Of all the lines in the entries below, give again exactly those starting at the line containing "show_banner(&cli);" and ending at the line containing "the write fails.", both ends included, and no others.

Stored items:
- - -
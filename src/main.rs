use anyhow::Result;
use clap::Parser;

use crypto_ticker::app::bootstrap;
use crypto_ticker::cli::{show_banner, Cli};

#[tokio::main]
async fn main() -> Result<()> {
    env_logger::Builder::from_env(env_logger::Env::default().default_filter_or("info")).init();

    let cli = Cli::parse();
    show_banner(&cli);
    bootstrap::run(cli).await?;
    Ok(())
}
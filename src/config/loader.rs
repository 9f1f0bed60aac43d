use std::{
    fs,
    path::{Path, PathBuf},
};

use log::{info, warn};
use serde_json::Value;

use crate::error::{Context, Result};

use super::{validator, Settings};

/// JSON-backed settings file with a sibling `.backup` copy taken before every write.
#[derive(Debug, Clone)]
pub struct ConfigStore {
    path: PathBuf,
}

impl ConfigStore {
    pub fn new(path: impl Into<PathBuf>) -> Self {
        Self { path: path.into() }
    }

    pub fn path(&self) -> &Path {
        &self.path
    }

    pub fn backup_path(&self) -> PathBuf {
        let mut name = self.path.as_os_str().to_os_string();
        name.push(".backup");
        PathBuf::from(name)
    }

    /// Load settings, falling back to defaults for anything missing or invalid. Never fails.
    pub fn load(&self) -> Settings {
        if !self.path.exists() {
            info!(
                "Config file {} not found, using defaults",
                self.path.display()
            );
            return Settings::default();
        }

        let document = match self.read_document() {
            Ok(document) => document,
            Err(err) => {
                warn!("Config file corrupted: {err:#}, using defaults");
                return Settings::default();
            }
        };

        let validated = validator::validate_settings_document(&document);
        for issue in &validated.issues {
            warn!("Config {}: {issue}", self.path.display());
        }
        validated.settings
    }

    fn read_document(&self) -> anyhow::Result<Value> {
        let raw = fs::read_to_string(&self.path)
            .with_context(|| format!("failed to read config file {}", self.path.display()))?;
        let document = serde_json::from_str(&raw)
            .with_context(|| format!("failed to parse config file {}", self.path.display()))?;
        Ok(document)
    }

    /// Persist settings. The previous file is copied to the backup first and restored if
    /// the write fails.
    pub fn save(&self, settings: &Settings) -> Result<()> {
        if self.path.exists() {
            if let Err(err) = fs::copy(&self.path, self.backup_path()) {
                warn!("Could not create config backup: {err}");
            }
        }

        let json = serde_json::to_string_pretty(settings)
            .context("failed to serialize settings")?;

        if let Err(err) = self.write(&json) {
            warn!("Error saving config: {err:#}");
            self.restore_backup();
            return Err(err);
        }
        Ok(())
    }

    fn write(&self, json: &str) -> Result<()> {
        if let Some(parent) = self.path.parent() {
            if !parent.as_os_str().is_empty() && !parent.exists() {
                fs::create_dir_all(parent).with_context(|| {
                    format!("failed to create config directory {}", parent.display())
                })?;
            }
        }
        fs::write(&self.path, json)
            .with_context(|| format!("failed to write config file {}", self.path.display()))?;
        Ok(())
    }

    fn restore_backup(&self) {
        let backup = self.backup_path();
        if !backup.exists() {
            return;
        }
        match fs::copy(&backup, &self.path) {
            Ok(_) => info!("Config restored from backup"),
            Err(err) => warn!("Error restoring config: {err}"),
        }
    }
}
- - -
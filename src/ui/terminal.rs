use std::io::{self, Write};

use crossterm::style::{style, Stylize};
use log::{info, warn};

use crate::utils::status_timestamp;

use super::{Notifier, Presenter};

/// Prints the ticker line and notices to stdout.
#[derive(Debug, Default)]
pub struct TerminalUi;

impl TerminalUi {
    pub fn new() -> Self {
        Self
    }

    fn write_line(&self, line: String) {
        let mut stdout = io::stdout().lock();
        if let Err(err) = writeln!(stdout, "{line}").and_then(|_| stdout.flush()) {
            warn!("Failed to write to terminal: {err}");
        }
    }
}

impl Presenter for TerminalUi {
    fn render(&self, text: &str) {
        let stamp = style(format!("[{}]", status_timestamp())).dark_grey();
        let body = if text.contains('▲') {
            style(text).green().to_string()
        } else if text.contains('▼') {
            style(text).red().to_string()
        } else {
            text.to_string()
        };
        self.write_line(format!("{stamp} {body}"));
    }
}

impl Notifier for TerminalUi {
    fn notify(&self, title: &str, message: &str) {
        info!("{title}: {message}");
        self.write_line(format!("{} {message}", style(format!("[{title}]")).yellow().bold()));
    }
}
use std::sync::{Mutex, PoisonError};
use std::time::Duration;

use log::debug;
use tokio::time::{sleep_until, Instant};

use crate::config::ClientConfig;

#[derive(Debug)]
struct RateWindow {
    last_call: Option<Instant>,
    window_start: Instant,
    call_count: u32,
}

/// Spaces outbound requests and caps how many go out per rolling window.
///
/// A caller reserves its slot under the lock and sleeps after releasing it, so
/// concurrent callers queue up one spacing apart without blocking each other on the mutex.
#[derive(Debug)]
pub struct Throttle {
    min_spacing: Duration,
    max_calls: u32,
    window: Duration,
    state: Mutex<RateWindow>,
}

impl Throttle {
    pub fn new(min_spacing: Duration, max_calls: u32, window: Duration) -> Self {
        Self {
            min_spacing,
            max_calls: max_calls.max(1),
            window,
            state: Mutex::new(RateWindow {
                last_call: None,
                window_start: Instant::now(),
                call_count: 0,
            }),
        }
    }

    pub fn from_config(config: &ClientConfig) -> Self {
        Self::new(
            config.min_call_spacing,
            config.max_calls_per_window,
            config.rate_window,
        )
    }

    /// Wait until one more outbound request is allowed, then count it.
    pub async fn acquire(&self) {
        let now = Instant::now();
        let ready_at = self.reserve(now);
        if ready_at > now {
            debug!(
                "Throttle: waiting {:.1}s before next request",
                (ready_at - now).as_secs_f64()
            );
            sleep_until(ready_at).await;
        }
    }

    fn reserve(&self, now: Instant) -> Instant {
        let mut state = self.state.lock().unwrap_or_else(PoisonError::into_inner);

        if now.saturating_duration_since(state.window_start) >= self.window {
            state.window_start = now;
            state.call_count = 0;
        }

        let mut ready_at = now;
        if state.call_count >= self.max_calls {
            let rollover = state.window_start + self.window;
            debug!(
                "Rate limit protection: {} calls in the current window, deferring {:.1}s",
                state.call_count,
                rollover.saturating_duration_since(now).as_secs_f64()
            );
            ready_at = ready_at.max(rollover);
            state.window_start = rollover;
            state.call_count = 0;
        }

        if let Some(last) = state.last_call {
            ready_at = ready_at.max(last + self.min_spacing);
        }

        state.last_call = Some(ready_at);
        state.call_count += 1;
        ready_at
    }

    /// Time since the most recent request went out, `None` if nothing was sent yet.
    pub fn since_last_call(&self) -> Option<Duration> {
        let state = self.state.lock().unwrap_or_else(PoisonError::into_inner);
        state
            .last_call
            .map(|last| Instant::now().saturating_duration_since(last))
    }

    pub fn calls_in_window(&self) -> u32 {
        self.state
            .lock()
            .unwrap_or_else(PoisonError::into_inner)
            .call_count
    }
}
- - -
• **Result of the exercise**:
    show_banner(&cli);
    bootstrap::run(cli).await?;
    Ok(())
}
filename src/config/loader.rs
repository 9f1f0bed60aac43d
use std::{
    fs,
    path::{Path, PathBuf},
};

use log::{info, warn};
use serde_json::Value;

use crate::error::{Context, Result};

use super::{validator, Settings};

/// JSON-backed settings file with a sibling `.backup` copy taken before every write.
#[derive(Debug, Clone)]
pub struct ConfigStore {
    path: PathBuf,
}

impl ConfigStore {
    pub fn new(path: impl Into<PathBuf>) -> Self {
        Self { path: path.into() }
    }

    pub fn path(&self) -> &Path {
        &self.path
    }

    pub fn backup_path(&self) -> PathBuf {
        let mut name = self.path.as_os_str().to_os_string();
        name.push(".backup");
        PathBuf::from(name)
    }

    /// Load settings, falling back to defaults for anything missing or invalid. Never fails.
    pub fn load(&self) -> Settings {
        if !self.path.exists() {
            info!(
                "Config file {} not found, using defaults",
                self.path.display()
            );
            return Settings::default();
        }

        let document = match self.read_document() {
            Ok(document) => document,
            Err(err) => {
                warn!("Config file corrupted: {err:#}, using defaults");
                return Settings::default();
            }
        };

        let validated = validator::validate_settings_document(&document);
        for issue in &validated.issues {
            warn!("Config {}: {issue}", self.path.display());
        }
        validated.settings
    }

    fn read_document(&self) -> anyhow::Result<Value> {
        let raw = fs::read_to_string(&self.path)
            .with_context(|| format!("failed to read config file {}", self.path.display()))?;
        let document = serde_json::from_str(&raw)
            .with_context(|| format!("failed to parse config file {}", self.path.display()))?;
        Ok(document)
    }

    /// Persist settings. The previous file is copied to the backup first and restored if
    /// the write fails.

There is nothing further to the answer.